A operação cumpre oito mandados de prisão preventiva, oito mandados de busca e apreensão e 12 medidas de sequestro e indisponibilidade de bens.

As diligências ocorrem nos municípios de Patos e Conde, na Paraíba, em João Dias (RN) e também em unidades prisionais onde alguns dos investigados cumprem pena.

A investigação teve início após a apreensão de aparelhos celulares no interior de uma Penitenciária de Segurança Máxima. A análise do conteúdo dos dispositivos revelou indícios de que integrantes da organização criminosa continuavam comandando atividades ilícitas mesmo durante o cumprimento de penas ou de prisões provisórias.

Segundo a investigação, os suspeitos coordenavam a compra, distribuição e comercialização de drogas, negociavam armas e munições, movimentavam recursos financeiros e transmitiam ordens para integrantes em liberdade.

Estrutura criminosa utilizava familiares e pessoas próximas

As apurações apontam a existência de dois núcleos criminosos interligados. Pessoas próximas aos detentos eram utilizadas para manter o funcionamento da organização fora do sistema prisional.

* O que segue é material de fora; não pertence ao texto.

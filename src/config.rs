//! Process configuration read from the environment

use crate::generator::PollPolicy;
use std::path::PathBuf;
use std::time::Duration;
use thiserror::Error;

pub const DEFAULT_GENERATOR_URL: &str = "http://localhost:8000";
pub const DEFAULT_TELEGRAM_API_URL: &str = "https://api.telegram.org";
pub const DEFAULT_LOG_FILE: &str = "logs.log";
const DEFAULT_POLL_INTERVAL_MS: u64 = 1000;

#[derive(Debug, Error, PartialEq, Eq)]
pub enum ConfigError {
    #[error("{0} is not set")]
    Missing(&'static str),
    #[error("{name} has an invalid value {value:?}: {reason}")]
    Invalid {
        name: &'static str,
        value: String,
        reason: String,
    },
}

#[derive(Clone)]
pub struct Config {
    pub api_token: String,
    pub generator_url: String,
    pub telegram_api_url: String,
    pub poll_policy: PollPolicy,
}

// Keeps the token out of logs
impl std::fmt::Debug for Config {
    fn fmt(&self, f: &mut std::fmt::Formatter<'_>) -> std::fmt::Result {
        f.debug_struct("Config")
            .field("api_token", &"<redacted>")
            .field("generator_url", &self.generator_url)
            .field("telegram_api_url", &self.telegram_api_url)
            .field("poll_policy", &self.poll_policy)
            .finish()
    }
}

impl Config {
    pub fn from_env() -> Result<Self, ConfigError> {
        Self::from_lookup(|name| std::env::var(name).ok())
    }

    fn from_lookup(lookup: impl Fn(&str) -> Option<String>) -> Result<Self, ConfigError> {
        let api_token = lookup("API_TOKEN")
            .filter(|token| !token.trim().is_empty())
            .ok_or(ConfigError::Missing("API_TOKEN"))?;

        let generator_url = lookup("GENERATOR_URL")
            .filter(|url| !url.is_empty())
            .unwrap_or_else(|| DEFAULT_GENERATOR_URL.to_string());
        let telegram_api_url = lookup("TELEGRAM_API_URL")
            .filter(|url| !url.is_empty())
            .unwrap_or_else(|| DEFAULT_TELEGRAM_API_URL.to_string());

        let interval_ms = parse_number::<u64>(&lookup, "POLL_INTERVAL_MS")?
            .unwrap_or(DEFAULT_POLL_INTERVAL_MS);
        if interval_ms == 0 {
            return Err(ConfigError::Invalid {
                name: "POLL_INTERVAL_MS",
                value: "0".to_string(),
                reason: "must be positive".to_string(),
            });
        }
        let max_attempts = parse_number::<u32>(&lookup, "GENERATOR_MAX_POLLS")?;
        if max_attempts == Some(0) {
            return Err(ConfigError::Invalid {
                name: "GENERATOR_MAX_POLLS",
                value: "0".to_string(),
                reason: "must be positive; leave unset to poll without limit".to_string(),
            });
        }

        Ok(Self {
            api_token,
            generator_url,
            telegram_api_url,
            poll_policy: PollPolicy {
                interval: Duration::from_millis(interval_ms),
                max_attempts,
            },
        })
    }
}

fn parse_number<T>(
    lookup: &impl Fn(&str) -> Option<String>,
    name: &'static str,
) -> Result<Option<T>, ConfigError>
where
    T: std::str::FromStr,
    T::Err: std::fmt::Display,
{
    match lookup(name).filter(|raw| !raw.trim().is_empty()) {
        None => Ok(None),
        Some(raw) => raw
            .trim()
            .parse()
            .map(Some)
            .map_err(|e: T::Err| ConfigError::Invalid {
                name,
                value: raw,
                reason: e.to_string(),
            }),
    }
}

/// Log file path; `LOG_FILE=""` turns file logging off
pub fn log_file_from_env() -> Option<PathBuf> {
    log_file_from(std::env::var("LOG_FILE").ok())
}

fn log_file_from(value: Option<String>) -> Option<PathBuf> {
    match value {
        None => Some(PathBuf::from(DEFAULT_LOG_FILE)),
        Some(path) if path.is_empty() => None,
        Some(path) => Some(PathBuf::from(path)),
    }
}
//! Events that drive the dialogue

/// Menu trigger shown on the main keyboard
pub const CREATE_PRESENTATION: &str = "Создать презентацию";
pub const ENTER_STYLE: &str = "Введи стиль";
pub const ENTER_QUERY: &str = "Введи запрос";
pub const GO_BACK: &str = "Вернуться назад";

const START_COMMAND: &str = "/start";

/// User input resolved from raw text at the transport boundary
///
/// Menu labels are matched by exact text. Anything else is `Text`, which the
/// free-text states store as-is and the choice states treat as invalid.
#[derive(Debug, Clone, Copy, PartialEq, Eq, Hash)]
pub enum Command {
    Start,
    CreatePresentation,
    EnterStyle,
    EnterQuery,
    Back,
    Text,
}

impl Command {
    pub fn parse(text: &str) -> Self {
        match text {
            CREATE_PRESENTATION => Command::CreatePresentation,
            ENTER_STYLE => Command::EnterStyle,
            ENTER_QUERY => Command::EnterQuery,
            GO_BACK => Command::Back,
            _ if is_start_command(text) => Command::Start,
            _ => Command::Text,
        }
    }

    /// Button label for menu commands
    #[allow(dead_code)] // Used by tests
    pub fn label(self) -> Option<&'static str> {
        match self {
            Command::Start => Some(START_COMMAND),
            Command::CreatePresentation => Some(CREATE_PRESENTATION),
            Command::EnterStyle => Some(ENTER_STYLE),
            Command::EnterQuery => Some(ENTER_QUERY),
            Command::Back => Some(GO_BACK),
            Command::Text => None,
        }
    }
}

/// `/start`, `/start@bot_name` and `/start payload` all count
fn is_start_command(text: &str) -> bool {
    text.split_whitespace()
        .next()
        .and_then(|head| head.split('@').next())
        .is_some_and(|command| command == START_COMMAND)
}

/// Result of a generation job as seen by the dialogue
#[derive(Debug, Clone, PartialEq, Eq)]
pub enum GenerationOutcome {
    /// Artifact location, already resolved against the service base URL
    Ready { url: String },
    Failed { message: String },
}

/// Events that trigger state transitions
#[derive(Debug, Clone, PartialEq, Eq)]
pub enum Event {
    UserInput { command: Command, text: String },
    GenerationFinished { outcome: GenerationOutcome },
}

impl Event {
    pub fn user_input(text: impl Into<String>) -> Self {
        let text = text.into();
        Event::UserInput {
            command: Command::parse(&text),
            text,
        }
    }
}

Os investigadores também identificaram conversas relacionadas à cobrança de dívidas provenientes do tráfico de drogas, negociações de armas de fogo e planejamento de ações violentas contra devedores e integrantes de facções rivais.

As medidas cautelares foram expedidas pela Vara Regionalizada de Garantias da Comarca de Patos.

Investigações continuam

De acordo com a FICCO/PB, as investigações prosseguem com a análise do material apreendido durante as operações. O objetivo é identificar todos os envolvidos, esclarecer a extensão das atividades criminosas, responsabilizar individualmente os investigados e promover a asfixia financeira das organizações criminosas.

A FICCO/PB é composta pela Polícia Federal, pela Secretaria Nacional de Políticas Penais (Senappen) e pelas Polícias Civil, Militar e Penal da Paraíba. As ações integram a estratégia de atuação conjunta das forças de segurança no combate ao crime organizado.